Теперь Гоген и Шуффенекер проводили вместе большую часть досуга. Шуфф, вероятно, не принадлежал к числу знакомств, о которых мечтала Метте. Вид у чиновника был, скорее, смешной - одежду и обувь он покупал у старьевщиков. Но этот веселый, беззлобный, почти беззащитный и по-детски наивный человек с преданным собачьим взглядом, который, восхищаясь Гогеном, он не без восхищения устремлял и на Метте, сразу же ей понравился. И она охотно принимала его.

Увидев наброски Гогена, Шуфф тотчас с восторгом заявил, что у него огромное дарование. Он ввел его в академию Колларосси, которая помещалась на левом берегу, на улице Гранд-Шомьер *.

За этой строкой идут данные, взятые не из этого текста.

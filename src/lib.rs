pub mod actuator;
pub mod config;
pub mod control;
pub mod input;
pub mod ipc;
pub mod mapping;
pub mod metrics;
pub mod sequencer;
pub mod transport;
pub mod visualization;

pub use actuator::{ActuatorBank, ActuatorChannel, Axis, PositionLimits};
pub use config::{load_config, RuntimeConfig};
pub use control::{Command, Controller, Mode};
pub use input::CommandSource;
pub use mapping::{ArmId, Geometry, Mapping, Tilt};
pub use sequencer::{SweepKind, SweepProfile};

Гоген сопровождал Шуффа не только к Колларосси. Иногда в воскресенье единомышленники назначали друг другу свидание в Лувре. А иногда отправлялись писать в какой-нибудь пригород.

Вскоре, однако, Гогену пришлось прекратить эти вылазки. Несмотря на свое крепкое сложение, Метте была неженкой, она стонала и плакала из-за малейшего недомогания. Естественно, что ее пугали приближающиеся роды. Она хандрила, еле передвигалась по комнате. Гоген не отходил от нее ни на шаг.

* Академия Колларосси сменила основанную в 1815 году папашей Сюисом на острове Сите Свободную академию, которая была так популярна среди молодых художников. Проданная Сюисом некому Кребассолю, академия впоследствии была куплена итальянцем-натурщиком Колларосси, который после войны 1870 года перенес ее на Монпарнас. Колларосси был родом из Пиччиниско - деревни в Абруцци, которая поставляла парижским ателье бесчисленное множество натурщиков. Во время Второй Империи итальянцы в качестве натурщиков почти всюду вытеснили французов. Эту монополию они сохранили до войны 1914 года.

Но и тут он не сидел без дела. Десятки раз повторяя один и тот же сюжет, он вновь и вновь рисовал этюды рук и ног. Метте, которой эти рисунки очень нравились, была поражена дарованием мужа. Какой приятный любительский талант!

Но этот любитель вкладывал столько усердия и энергии в свою работу, что становился глух и слеп ко всему окружающему. Чего же все-таки искал Гоген на кончике своего карандаша? Разве ему чего-то не хватало в жизни - в том позолоченном существовании, которому многие завидовали?

Госпожа Хеегорд спрашивала Гогена в письме, не собирается ли он приехать в Данию.

"Я принадлежу к тем людям, - отвечал ей Гоген в июле, - которых судьба приговорила к оседлости. Я слишком много путешествовал, и поэтому теперь обречен на пожизненный труд. Будем же переносить эту участь по возможности стойко".

Странно звучат эти слова в будничном письме. Как отдаленный грохот, как глухой грозовой раскат.

*

31 августа Метте родила сына, которого назвали Эмилем. Гоген был в восторге. Молчальник громко ликовал, глядя на этого младенца, "белого, как лебедь, и сильного, как Геркулес", на это "чудо" - своего сына! "Не думайте, что так судит о нем материнское и отцовское сердце, это всеобщее мнение", - объявил он госпоже Хеегорд.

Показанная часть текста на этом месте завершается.